Most of the time, I couldn't tell if I was sweating or if the air was just sticking to me, but it was probably both. In the afternoon, the temperature would reach 86°F or so, and at night, it got down to about 72°F. Sunrise and sunset were at the same time all year.
Rats played the roles of squirrels as they scurried along the power lines, while smiling geckos scouted for ants from the living room walls. The steering wheel of my car was on the right side, which is also the side of the road that they drive on. Cheese was virtually nonexistent, but the fresh fish was incredible.
What does this have to do with a capo, you ask?
The only guitar that I brought to Micronesia was my acoustic/electric. It was all that I could carry on an airplane. I quickly learned that between the heat and the humidity, the climate in this place is not kind to musical instruments. Guitar strings corroded within a day or two, and the fretboard absorbed a lot of moisture from the air. Within a few months, the neck had started to noticeably bow.
I did not think to bring a truss rod wrench, nor did I really want to make any major adjustments to my guitar in this environment--so to compensate for the intonation being off, I started using a capo. Prior to this, it mostly just took up space in my guitar case, along with an old sock, a string winder and a bottle slide.
Many of the songs that would later find their way onto my albums, particularly those that use a capo, started as riffs and chord progressions that I played on the back porch during the year that I lived on the island of Pohnpei. Examples include:
I'm sure there were others, but you get the idea. In most cases, it would be another six to ten years before I turned any of these "practice riffs" into fully realized songs. At the time, I wasn't really thinking about writing music. With no cell phones or televisions, where the electricity came by way of enormous diesel generators, playing guitar behind the house was just something to do. I kind of miss it sometimes.
By the time I left Micronesia, the pickguard on my guitar had almost completely slid off. Upon returning to the US, I had to take it off the rest of the way and then glue it back on, as well as make some significant adjustments with the truss rod. That said, I'm happy to report that the guitar still works perfectly fine. It is adventure-seasoned and well-traveled.
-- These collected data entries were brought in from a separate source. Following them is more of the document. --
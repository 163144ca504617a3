use std::path::PathBuf;

use clap::{Args, Parser, Subcommand};

#[derive(Debug, Parser)]
#[command(
    author,
    version,
    about = "Rank households by need using weighted SAW and TOPSIS",
    long_about = None
)]
pub struct Cli {
    /// YAML settings file (output_dir, state_file, delimiter, input_encoding, sheet)
    #[arg(long, global = true)]
    pub config: Option<PathBuf>,
    #[command(subcommand)]
    pub command: Commands,
}

#[derive(Debug, Subcommand)]
pub enum Commands {
    /// Validate a household file, rank it, and write the ranking
    Rank(RankArgs),
    /// Re-export the most recent ranking, optionally filtered by RW/RT/Dusun
    Export(ExportArgs),
    /// Check that a household file can be ranked without ranking it
    Verify(VerifyArgs),
    /// Write a blank input template with the expected columns
    Template(TemplateArgs),
}

#[derive(Debug, Clone, Args)]
pub struct InputArgs {
    /// Input file (.csv, .tsv, .xlsx, .xls, .ods; '-' reads CSV from stdin)
    #[arg(short = 'i', long = "input")]
    pub input: PathBuf,
    /// CSV delimiter character (supports ',', 'tab', ';', '|')
    #[arg(long, value_parser = parse_delimiter)]
    pub delimiter: Option<u8>,
    /// Character encoding of CSV input (defaults to utf-8)
    #[arg(long = "input-encoding")]
    pub input_encoding: Option<String>,
    /// Worksheet to read from spreadsheet input (defaults to the first one)
    #[arg(long)]
    pub sheet: Option<String>,
}

#[derive(Debug, Clone, Default, Args)]
pub struct RegionArgs {
    /// Keep only rows with this RW
    #[arg(long)]
    pub rw: Option<String>,
    /// Keep only rows with this RT
    #[arg(long)]
    pub rt: Option<String>,
    /// Keep only rows with this Dusun
    #[arg(long)]
    pub dusun: Option<String>,
}

#[derive(Debug, Args)]
pub struct RankArgs {
    #[command(flatten)]
    pub source: InputArgs,
    /// Output CSV file ('-' for stdout); defaults to a timestamped file in the output directory
    #[arg(short = 'o', long = "output")]
    pub output: Option<PathBuf>,
    /// Directory for timestamped output files
    #[arg(long = "output-dir")]
    pub output_dir: Option<PathBuf>,
    /// Snapshot file holding the most recent ranking
    #[arg(long)]
    pub state: Option<PathBuf>,
    /// Also print the ranking as a table (only the filtered rows when RW/RT/Dusun is given)
    #[arg(long)]
    pub table: bool,
    /// Also write the rows matching these constraints to a timestamped filter file
    #[command(flatten)]
    pub region: RegionArgs,
}

#[derive(Debug, Args)]
pub struct ExportArgs {
    /// Output CSV file ('-' for stdout); defaults to a timestamped file in the output directory
    #[arg(short = 'o', long = "output")]
    pub output: Option<PathBuf>,
    /// Directory for timestamped output files
    #[arg(long = "output-dir")]
    pub output_dir: Option<PathBuf>,
    /// Snapshot file holding the most recent ranking
    #[arg(long, conflicts_with = "from")]
    pub state: Option<PathBuf>,
    /// Read the ranking from a previously exported CSV instead of the snapshot
    #[arg(long)]
    pub from: Option<PathBuf>,
    /// Also print the exported rows as a table
    #[arg(long)]
    pub table: bool,
    #[command(flatten)]
    pub region: RegionArgs,
}

#[derive(Debug, Args)]
pub struct VerifyArgs {
    #[command(flatten)]
    pub source: InputArgs,
}

#[derive(Debug, Args)]
pub struct TemplateArgs {
    /// Destination CSV file ('-' for stdout)
    #[arg(short = 'o', long = "output", default_value = "template.csv")]
    pub output: PathBuf,
    /// CSV delimiter character for the template
    #[arg(long, value_parser = parse_delimiter)]
    pub delimiter: Option<u8>,
}

pub fn parse_delimiter(value: &str) -> Result<u8, String> {
    match value {
        "tab" | "\t" => Ok(b'\t'),
        "comma" | "," => Ok(b','),
        "|" | "pipe" => Ok(b'|'),
        ";" | "semicolon" => Ok(b';'),
        other => {
            let mut chars = other.chars();
            let first = chars
                .next()
                .ok_or_else(|| "Delimiter cannot be empty".to_string())?;
            if chars.next().is_some() {
                return Err("Delimiter must be a single character".to_string());
            }
            if !first.is_ascii() {
                return Err("Delimiter must be ASCII".to_string());
            }
            Ok(first as u8)
        }
    }
}
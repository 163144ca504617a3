pub mod cli;
pub mod config;
pub mod data;
pub mod filter;
pub mod io_utils;
pub mod ranking;
pub mod saw;
pub mod schema;
pub mod store;
pub mod table;
pub mod topsis;

use std::{env, sync::OnceLock};

use anyhow::{Context, Result, anyhow};
use chrono::Local;
use clap::Parser;
use log::{LevelFilter, error, info, warn};

use crate::{
    cli::{Cli, Commands, InputArgs, RegionArgs},
    config::Settings,
    data::RawTable,
    io_utils::{FILTER_PREFIX, RESULT_PREFIX, ReadOptions},
    schema::{CanonicalTable, ValidationError},
};

pub use crate::{
    filter::{RegionFilter, filter},
    ranking::{RankedResult, RankedRow, rank},
    schema::reconcile_and_validate,
    store::ResultStore,
};

static LOGGER: OnceLock<()> = OnceLock::new();

fn init_logging() {
    LOGGER.get_or_init(|| {
        let mut builder = env_logger::Builder::from_env(env_logger::Env::default());
        if env::var("RUST_LOG").is_err() {
            builder.filter_module("topsis_rank", LevelFilter::Info);
        }
        let _ = builder.format_timestamp_millis().try_init();
    });
}

pub fn run() -> Result<()> {
    init_logging();
    let cli = Cli::parse();
    let settings = Settings::load_optional(cli.config.as_deref())?;
    match cli.command {
        Commands::Rank(args) => handle_rank(&args, &settings),
        Commands::Export(args) => handle_export(&args, &settings),
        Commands::Verify(args) => handle_verify(&args, &settings),
        Commands::Template(args) => handle_template(&args),
    }
}

fn handle_rank(args: &cli::RankArgs, settings: &Settings) -> Result<()> {
    let households = load_validated(&args.source, settings)?;
    let result = ranking::rank(&households);

    let output_dir = settings.output_dir(args.output_dir.as_deref());
    let state_file = settings.state_file(args.state.as_deref(), &output_dir);
    let store = ResultStore::new();
    let published = store.publish(result);
    store
        .save_snapshot(&state_file)
        .with_context(|| format!("Saving ranking snapshot to {state_file:?}"))?;

    let output = args
        .output
        .clone()
        .unwrap_or_else(|| io_utils::timestamped_path(&output_dir, RESULT_PREFIX, Local::now()));
    io_utils::write_ranked_csv(&output, &published, io_utils::DEFAULT_CSV_DELIMITER)
        .with_context(|| format!("Writing ranking to {output:?}"))?;
    info!(
        "Ranking of {} household(s) written to {:?}",
        published.len(),
        output
    );

    let constraints = region_filter(&args.region);
    if constraints.is_unconstrained() {
        if args.table {
            print!("{}", table::render_ranking(&published));
        }
        return Ok(());
    }

    let selected = filter::filter(&published, &constraints);
    if selected.is_empty() {
        warn!("No household matches {}", constraints.describe());
    }
    let filtered_output = io_utils::timestamped_path(&output_dir, FILTER_PREFIX, Local::now());
    io_utils::write_ranked_csv(&filtered_output, &selected, io_utils::DEFAULT_CSV_DELIMITER)
        .with_context(|| format!("Writing filtered ranking to {filtered_output:?}"))?;
    info!(
        "{} household(s) matching {} written to {:?}",
        selected.len(),
        constraints.describe(),
        filtered_output
    );
    if args.table {
        print!("{}", table::render_ranking(&selected));
    }
    Ok(())
}

fn handle_export(args: &cli::ExportArgs, settings: &Settings) -> Result<()> {
    let output_dir = settings.output_dir(args.output_dir.as_deref());
    let store = match &args.from {
        Some(path) => {
            let delimiter = io_utils::resolve_input_delimiter(path, None);
            let store = ResultStore::new();
            store.publish(io_utils::read_ranked_csv(path, delimiter)?);
            store
        }
        None => {
            let state_file = settings.state_file(args.state.as_deref(), &output_dir);
            ResultStore::load_snapshot(&state_file)?
        }
    };

    let constraints = region_filter(&args.region);
    let exported = store
        .filtered(&constraints)
        .ok_or_else(|| anyhow!("No ranking has been computed yet; run `rank` first"))?;
    if exported.is_empty() {
        warn!("No household matches {}", constraints.describe());
    }

    let output = args
        .output
        .clone()
        .unwrap_or_else(|| io_utils::timestamped_path(&output_dir, FILTER_PREFIX, Local::now()));
    io_utils::write_ranked_csv(&output, &exported, io_utils::DEFAULT_CSV_DELIMITER)
        .with_context(|| format!("Writing export to {output:?}"))?;
    info!(
        "Exported {} household(s) ({}) to {:?}",
        exported.len(),
        constraints.describe(),
        output
    );

    if args.table {
        print!("{}", table::render_ranking(&exported));
    }
    Ok(())
}

fn handle_verify(args: &cli::VerifyArgs, settings: &Settings) -> Result<()> {
    let raw = read_input(&args.source, settings)?;
    if let Ok(binding) = schema::bind_columns(&raw.headers) {
        print!("{}", table::render_binding(&binding));
    }
    let households = validate(&raw, &args.source)?;
    info!(
        "✓ {:?}: {} household(s) ready for ranking",
        args.source.input,
        households.len()
    );
    Ok(())
}

fn handle_template(args: &cli::TemplateArgs) -> Result<()> {
    let delimiter = args.delimiter.unwrap_or(io_utils::DEFAULT_CSV_DELIMITER);
    io_utils::write_template(&args.output, delimiter)
        .with_context(|| format!("Writing template to {:?}", args.output))?;
    info!("Template written to {:?}", args.output);
    Ok(())
}

fn read_input(args: &InputArgs, settings: &Settings) -> Result<RawTable> {
    let encoding =
        io_utils::resolve_encoding(settings.input_encoding(args.input_encoding.as_deref()))?;
    let options = ReadOptions {
        delimiter: settings.delimiter(args.delimiter),
        encoding,
        sheet: settings.sheet(args.sheet.as_deref()),
    };
    let raw = io_utils::read_raw_table(&args.input, &options)
        .with_context(|| format!("Reading {:?}", args.input))?;
    info!(
        "Read {} row(s) across {} column(s) from {:?}",
        raw.row_count(),
        raw.headers.len(),
        args.input
    );
    Ok(raw)
}

fn validate(raw: &RawTable, args: &InputArgs) -> Result<CanonicalTable> {
    schema::reconcile_and_validate(raw)
        .inspect_err(report_validation_error)
        .with_context(|| format!("Validating {:?}", args.input))
}

fn load_validated(args: &InputArgs, settings: &Settings) -> Result<CanonicalTable> {
    let raw = read_input(args, settings)?;
    validate(&raw, args)
}

fn report_validation_error(err: &ValidationError) {
    match err {
        ValidationError::SchemaMismatch { missing } => {
            for field in missing {
                error!("Column not found: {field}");
            }
        }
        ValidationError::DataQuality { problems } => {
            for problem in problems {
                error!("Column '{}': {}", problem.column, problem.reason);
            }
        }
        ValidationError::RangeViolation { fields } => {
            for field in fields {
                error!(
                    "Column '{}' must lie between {} and {}",
                    field.column, field.min, field.max
                );
            }
        }
    }
}

fn region_filter(args: &RegionArgs) -> RegionFilter {
    RegionFilter::new(args.rw.as_deref(), args.rt.as_deref(), args.dusun.as_deref())
}
//! Holder for the most recently computed ranking.
//!
//! The store is an owned value handed to whoever needs the "current result"
//! (export, re-filtering). Publishing replaces the previous result; there is no
//! history. For the command-line host the slot is also persisted as a JSON
//! snapshot so a later `export` invocation can pick it up.

use std::{
    fs::{self, File},
    io::{BufReader, BufWriter},
    path::Path,
    sync::{Arc, RwLock},
};

use anyhow::{Context, Result, anyhow};
use chrono::{DateTime, Utc};
use log::debug;
use serde::{Deserialize, Serialize};

use crate::{
    filter::{RegionFilter, filter},
    ranking::RankedResult,
};

#[derive(Debug, Default)]
pub struct ResultStore {
    slot: RwLock<Option<Arc<RankedResult>>>,
}

#[derive(Debug, Serialize, Deserialize)]
struct Snapshot {
    computed_at: DateTime<Utc>,
    result: RankedResult,
}

impl ResultStore {
    pub fn new() -> Self {
        Self::default()
    }

    /// Replaces the current result; last writer wins.
    pub fn publish(&self, result: RankedResult) -> Arc<RankedResult> {
        let shared = Arc::new(result);
        let mut slot = self.slot.write().unwrap_or_else(|poisoned| poisoned.into_inner());
        *slot = Some(Arc::clone(&shared));
        debug!("Published ranking with {} row(s)", shared.len());
        shared
    }

    pub fn current(&self) -> Option<Arc<RankedResult>> {
        self.slot
            .read()
            .unwrap_or_else(|poisoned| poisoned.into_inner())
            .clone()
    }

    /// Filters the current result, or `None` when nothing has been ranked yet.
    pub fn filtered(&self, constraints: &RegionFilter) -> Option<RankedResult> {
        self.current().map(|result| filter(&result, constraints))
    }

    pub fn clear(&self) {
        *self.slot.write().unwrap_or_else(|poisoned| poisoned.into_inner()) = None;
    }

    /// Writes the current result to `path` as JSON. Fails when the store is empty.
    pub fn save_snapshot(&self, path: &Path) -> Result<()> {
        let current = self
            .current()
            .ok_or_else(|| anyhow!("No ranking has been computed yet"))?;
        if let Some(parent) = path.parent().filter(|p| !p.as_os_str().is_empty()) {
            fs::create_dir_all(parent)
                .with_context(|| format!("Creating snapshot directory {parent:?}"))?;
        }
        let snapshot = Snapshot {
            computed_at: Utc::now(),
            result: current.as_ref().clone(),
        };
        let file = File::create(path).with_context(|| format!("Creating snapshot {path:?}"))?;
        serde_json::to_writer_pretty(BufWriter::new(file), &snapshot)
            .with_context(|| format!("Writing snapshot {path:?}"))?;
        debug!("Saved ranking snapshot to {path:?}");
        Ok(())
    }

    /// Loads a snapshot written by [`ResultStore::save_snapshot`]. A missing file yields an empty store.
    pub fn load_snapshot(path: &Path) -> Result<Self> {
        let store = Self::new();
        if !path.exists() {
            return Ok(store);
        }
        let file = File::open(path).with_context(|| format!("Opening snapshot {path:?}"))?;
        let snapshot: Snapshot = serde_json::from_reader(BufReader::new(file))
            .with_context(|| format!("Parsing snapshot {path:?}"))?;
        debug!(
            "Loaded ranking computed at {} from {path:?}",
            snapshot.computed_at.to_rfc3339()
        );
        store.publish(snapshot.result);
        Ok(store)
    }
}
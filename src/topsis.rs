//! TOPSIS closeness scoring and "minimum" rank assignment.
//!
//! The weighted matrix is compared against an ideal point (best value per
//! column) and an anti-ideal point (worst value per column). The closeness
//! coefficient `D- / (D+ + D-)` lies in `[0, 1]`; higher is better.

use log::debug;

use crate::saw::{CRITERIA, CRITERION_COUNT, MatrixRow, Polarity, column_bounds};

/// Ideal (`A+`) and anti-ideal (`A-`) points of the weighted matrix.
pub fn ideal_points(weighted: &[MatrixRow]) -> (MatrixRow, MatrixRow) {
    let (min, max) = column_bounds(weighted);
    let mut ideal = [0.0; CRITERION_COUNT];
    let mut anti_ideal = [0.0; CRITERION_COUNT];
    for (c, criterion) in CRITERIA.iter().enumerate() {
        match criterion.polarity {
            Polarity::Benefit => {
                ideal[c] = max[c];
                anti_ideal[c] = min[c];
            }
            Polarity::Cost => {
                ideal[c] = min[c];
                anti_ideal[c] = max[c];
            }
        }
    }
    (ideal, anti_ideal)
}

fn distance(a: &MatrixRow, b: &MatrixRow) -> f64 {
    a.iter()
        .zip(b)
        .map(|(x, y)| (x - y).powi(2))
        .sum::<f64>()
        .sqrt()
}

/// Closeness coefficient for every row of the weighted matrix.
///
/// A row whose distances to both reference points are zero (the matrix
/// collapses to a single point) scores `0.0`.
pub fn closeness(weighted: &[MatrixRow]) -> Vec<f64> {
    if weighted.is_empty() {
        return Vec::new();
    }
    let (ideal, anti_ideal) = ideal_points(weighted);
    debug!("TOPSIS ideal {ideal:?}, anti-ideal {anti_ideal:?}");
    weighted
        .iter()
        .map(|row| {
            let to_ideal = distance(&ideal, row);
            let to_anti_ideal = distance(row, &anti_ideal);
            let total = to_ideal + to_anti_ideal;
            if total == 0.0 {
                0.0
            } else {
                to_anti_ideal / total
            }
        })
        .collect()
}

/// Ranks scores descending; ties share the smallest rank of their group.
///
/// Each rank is one plus the number of strictly higher scores, so
/// `[0.9, 0.9, 0.5]` ranks as `[1, 1, 3]`.
pub fn min_ranks(scores: &[f64]) -> Vec<u32> {
    let mut order = (0..scores.len()).collect::<Vec<_>>();
    order.sort_by(|&a, &b| scores[b].total_cmp(&scores[a]));

    let mut ranks = vec![0u32; scores.len()];
    let mut current_rank = 0u32;
    let mut previous: Option<f64> = None;
    for (position, &row) in order.iter().enumerate() {
        if previous != Some(scores[row]) {
            current_rank = position as u32 + 1;
            previous = Some(scores[row]);
        }
        ranks[row] = current_rank;
    }
    ranks
}

#[cfg(test)]
mod tests {
    use super::*;

    #[test]
    fn cost_column_ideal_is_the_minimum() {
        let (ideal, anti_ideal) = ideal_points(&[[0.0, 0.0, 0.3, 0.0], [0.3, 0.2, 0.0, 0.2]]);
        assert_eq!(ideal, [0.3, 0.2, 0.0, 0.2]);
        assert_eq!(anti_ideal, [0.0, 0.0, 0.3, 0.0]);
    }

    #[test]
    fn closeness_is_one_at_ideal_and_zero_at_anti_ideal() {
        let scores = closeness(&[[0.0, 0.0, 0.3, 0.0], [0.3, 0.2, 0.0, 0.2]]);
        assert_eq!(scores, vec![0.0, 1.0]);
    }

    #[test]
    fn collapsed_matrix_scores_zero() {
        assert_eq!(closeness(&[[0.0; CRITERION_COUNT]]), vec![0.0]);
        assert_eq!(
            closeness(&[[0.1, 0.1, 0.1, 0.1], [0.1, 0.1, 0.1, 0.1]]),
            vec![0.0, 0.0]
        );
    }

    #[test]
    fn min_ranks_share_the_lowest_rank_on_ties() {
        assert_eq!(min_ranks(&[0.9, 0.9, 0.5]), vec![1, 1, 3]);
        assert_eq!(min_ranks(&[0.2, 0.8, 0.8, 0.1, 0.5]), vec![4, 1, 1, 5, 3]);
    }

    #[test]
    fn min_ranks_handles_empty_and_single_inputs() {
        assert!(min_ranks(&[]).is_empty());
        assert_eq!(min_ranks(&[0.0]), vec![1]);
    }
}
fn main() {
    if let Err(err) = topsis_rank::run() {
        eprintln!("error: {err:#}");
        std::process::exit(1);
    }
}
use std::fmt;

/// A single spreadsheet cell as read from the input file.
///
/// CSV input only ever yields [`Cell::Empty`] or [`Cell::Text`]; XLSX input
/// keeps numeric cells as [`Cell::Number`] so identifiers such as NIK can be
/// rendered without float artifacts.
#[derive(Debug, Clone, PartialEq)]
pub enum Cell {
    Empty,
    Text(String),
    Number(f64),
}

impl Cell {
    /// Builds a cell from a raw text field, treating whitespace-only input as empty.
    pub fn from_text(value: &str) -> Self {
        if value.trim().is_empty() {
            Cell::Empty
        } else {
            Cell::Text(value.to_string())
        }
    }

    pub fn is_empty(&self) -> bool {
        matches!(self, Cell::Empty)
    }

    /// Parses the cell as a real number. Empty cells and unparsable text yield `None`.
    pub fn as_real(&self) -> Option<f64> {
        match self {
            Cell::Empty => None,
            Cell::Number(value) => Some(*value),
            Cell::Text(text) => text.trim().parse::<f64>().ok(),
        }
    }

    pub fn as_display(&self) -> String {
        match self {
            Cell::Empty => String::new(),
            Cell::Text(text) => text.trim().to_string(),
            Cell::Number(value) => format_number(*value),
        }
    }
}

impl fmt::Display for Cell {
    fn fmt(&self, f: &mut fmt::Formatter<'_>) -> fmt::Result {
        write!(f, "{}", self.as_display())
    }
}

/// Renders integral numbers without a fractional part (`3.0` -> `3`).
pub fn format_number(value: f64) -> String {
    if value.is_finite() && value.fract() == 0.0 && value.abs() < 1e17 {
        format!("{value:.0}")
    } else {
        value.to_string()
    }
}

/// Renders a score with a fixed number of decimals for console output.
pub fn format_score(value: f64) -> String {
    format!("{value:.4}")
}

/// Headers plus rows of cells, exactly as they came out of the input file.
#[derive(Debug, Clone, Default, PartialEq)]
pub struct RawTable {
    pub headers: Vec<String>,
    pub rows: Vec<Vec<Cell>>,
}

impl RawTable {
    pub fn new(headers: Vec<String>, rows: Vec<Vec<Cell>>) -> Self {
        Self { headers, rows }
    }

    pub fn row_count(&self) -> usize {
        self.rows.len()
    }

    /// Returns the cell at `row`/`column`, treating missing trailing cells as empty.
    pub fn cell(&self, row: usize, column: usize) -> &Cell {
        const EMPTY: &Cell = &Cell::Empty;
        self.rows
            .get(row)
            .and_then(|cells| cells.get(column))
            .unwrap_or(EMPTY)
    }

    /// Iterates every cell of one column, padding short rows with empty cells.
    pub fn column(&self, column: usize) -> impl Iterator<Item = &Cell> + '_ {
        (0..self.rows.len()).map(move |row| self.cell(row, column))
    }
}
I still use a capo quite a bit in my songwriting, too.
I guess if there's a point to any of this, it's that when I changed how I approached the instrument in order to adapt to this different environment, I came up with a bunch of stuff that sounded cool to me, which later became songs.
Change in Environment-> Learning to Adapt -> Finding Inspiration in the Unfamiliar -> Writing Lyrics to Fit the Music
Thus a song is born.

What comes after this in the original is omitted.